Obama Just Says No to Answering Drug Prohibition Questions





Today YouTube ignored a question advocating marijuana legalization from a retired LAPD deputy chief of police that won twice as many votes as any other video question in the White House's "Your Interview with the President" competition on the Google-owned site. They did, however, find the time to get the president on record about late night snacking, singing and dancing, celebrating wedding anniversaries and playing tennis.  

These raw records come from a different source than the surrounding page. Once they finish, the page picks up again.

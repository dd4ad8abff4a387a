//! Pure operations on the task tree.
//!
//! Every operation takes the tree by reference and returns a new tree; the
//! input is never mutated. Only the nodes on the path from the root to the
//! change are rebuilt, every other subtree is shared with the input. An id
//! that is not in the tree is a silent no-op, never an error.

use crate::model::task::{Direction, Parent, Task, TaskList, TaskPatch};

// ---------------------------------------------------------------------------
// Lookup
// ---------------------------------------------------------------------------

/// Find a task by id anywhere in the tree.
///
/// Depth-first, parents before children, sibling order respected. If ids were
/// ever duplicated the earliest one encountered wins.
pub fn find<'a>(tree: &'a TaskList, id: &str) -> Option<&'a Task> {
    for task in tree.iter() {
        if task.id == id {
            return Some(task);
        }
        if let Some(t) = find(&task.subtasks, id) {
            return Some(t);
        }
    }
    None
}

/// Index path from the root sequence down to the task with `id`.
pub fn locate(tree: &TaskList, id: &str) -> Option<Vec<usize>> {
    for (i, task) in tree.iter().enumerate() {
        if task.id == id {
            return Some(vec![i]);
        }
        if let Some(mut path) = locate(&task.subtasks, id) {
            path.insert(0, i);
            return Some(path);
        }
    }
    None
}

/// The parent of the task with `id`: `Root` for top-level tasks, `None` if absent.
pub fn parent_of(tree: &TaskList, id: &str) -> Option<Parent> {
    if tree.iter().any(|t| t.id == id) {
        return Some(Parent::Root);
    }
    find_parent_in(tree, id).map(|p| Parent::Task(p.id.clone()))
}

fn find_parent_in<'a>(list: &'a TaskList, id: &str) -> Option<&'a Task> {
    for task in list.iter() {
        if task.subtasks.iter().any(|t| t.id == id) {
            return Some(task);
        }
        if let Some(p) = find_parent_in(&task.subtasks, id) {
            return Some(p);
        }
    }
    None
}

// ---------------------------------------------------------------------------
// Structural changes
// ---------------------------------------------------------------------------

/// Replace the task with `id` by a shallow merge of it and `patch`.
///
/// Subtasks are kept unless the patch sets them.
pub fn update(tree: &TaskList, id: &str, patch: &TaskPatch) -> TaskList {
    splice_at(tree, id, &mut |list, i| {
        let mut node = list[i].clone();
        node.apply(patch);
        let mut out = list.clone();
        out.set(i, node);
        out
    })
    .unwrap_or_else(|| tree.clone())
}

/// Append `task` to the root sequence or to the named parent's subtasks.
///
/// A parent that is not in the tree leaves the tree unchanged.
pub fn insert(tree: &TaskList, parent: &Parent, task: Task) -> TaskList {
    match parent {
        Parent::Root => {
            let mut out = tree.clone();
            out.push_back(task);
            out
        }
        Parent::Task(parent_id) => {
            let mut pending = Some(task);
            splice_at(tree, parent_id, &mut |list, i| {
                let mut node = list[i].clone();
                node.subtasks.extend(pending.take());
                let mut out = list.clone();
                out.set(i, node);
                out
            })
            .unwrap_or_else(|| tree.clone())
        }
    }
}

/// Remove the task with `id` and its entire subtree.
pub fn delete(tree: &TaskList, id: &str) -> TaskList {
    splice_at(tree, id, &mut |list, i| {
        let mut out = list.clone();
        out.remove(i);
        out
    })
    .unwrap_or_else(|| tree.clone())
}

/// Swap the task with `id` and its neighbour inside one sibling sequence.
///
/// No-op when `id` is not a member of `siblings` or when the move would go
/// past either end.
pub fn reorder_siblings(siblings: &TaskList, id: &str, direction: Direction) -> TaskList {
    let Some(idx) = siblings.iter().position(|t| t.id == id) else {
        return siblings.clone();
    };
    let neighbour = match direction {
        Direction::Up => idx.checked_sub(1),
        Direction::Down => Some(idx + 1).filter(|&j| j < siblings.len()),
    };
    match neighbour {
        Some(j) => {
            let mut out = siblings.clone();
            out.swap(idx, j);
            out
        }
        None => siblings.clone(),
    }
}

/// Move the task with `id` one place up or down among its siblings,
/// wherever in the tree those siblings live.
pub fn reorder(tree: &TaskList, id: &str, direction: Direction) -> TaskList {
    splice_at(tree, id, &mut |list, _| reorder_siblings(list, id, direction))
        .unwrap_or_else(|| tree.clone())
}

/// Replace the root sequence, or the subtasks of the named parent, with `list`.
pub fn replace_subtasks(tree: &TaskList, parent: &Parent, list: TaskList) -> TaskList {
    match parent {
        Parent::Root => list,
        Parent::Task(parent_id) => update(tree, parent_id, &TaskPatch::subtasks(list)),
    }
}

/// Locate the sibling sequence that directly contains `id`, let `edit` produce
/// its replacement, and rebuild every ancestor on the way back up.
///
/// Returns `None` when `id` is not in the tree.
fn splice_at(
    list: &TaskList,
    id: &str,
    edit: &mut dyn FnMut(&TaskList, usize) -> TaskList,
) -> Option<TaskList> {
    for (i, task) in list.iter().enumerate() {
        if task.id == id {
            return Some(edit(list, i));
        }
        if let Some(children) = splice_at(&task.subtasks, id, edit) {
            let mut out = list.clone();
            out.set(
                i,
                Task {
                    subtasks: children,
                    ..task.clone()
                },
            );
            return Some(out);
        }
    }
    None
}

// ---------------------------------------------------------------------------
// Traversal
// ---------------------------------------------------------------------------

/// Visit every task depth-first, parents before children.
pub fn walk(tree: &TaskList, f: &mut dyn FnMut(&Task)) {
    for task in tree.iter() {
        f(task);
        walk(&task.subtasks, f);
    }
}

/// All ids in traversal order.
pub fn ids(tree: &TaskList) -> Vec<String> {
    let mut out = Vec::new();
    walk(tree, &mut |t| out.push(t.id.clone()));
    out
}

/// Total number of tasks at every depth.
pub fn count(tree: &TaskList) -> usize {
    let mut n = 0;
    walk(tree, &mut |_| n += 1);
    n
}

/// Ids of every task beneath `task` (not including `task` itself).
pub fn descendant_ids(task: &Task) -> Vec<String> {
    ids(&task.subtasks)
}

// ---------------------------------------------------------------------------
// Tests
// ---------------------------------------------------------------------------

Stephen Downing, the retired LAPD police officer and a board member of Law Enforcement Against Prohibition (LEAP), had this to say about the site ignoring his question: "It's worse than silly that YouTube and Google would waste the time of the president and of the American people discussing things like midnight snacks and playing tennis when there is a much more pressing question on the minds of the people who took the time to participate in voting on submissions. A majority of Americans now support legalizing marijuana to de-fund cartels and gangs, lower incarceration and arrest rates and save scarce public resources, all while generating new much-needed tax revenue. The time to discuss this issue is now. We're tired of this serious public policy crisis being pushed aside or laughed off."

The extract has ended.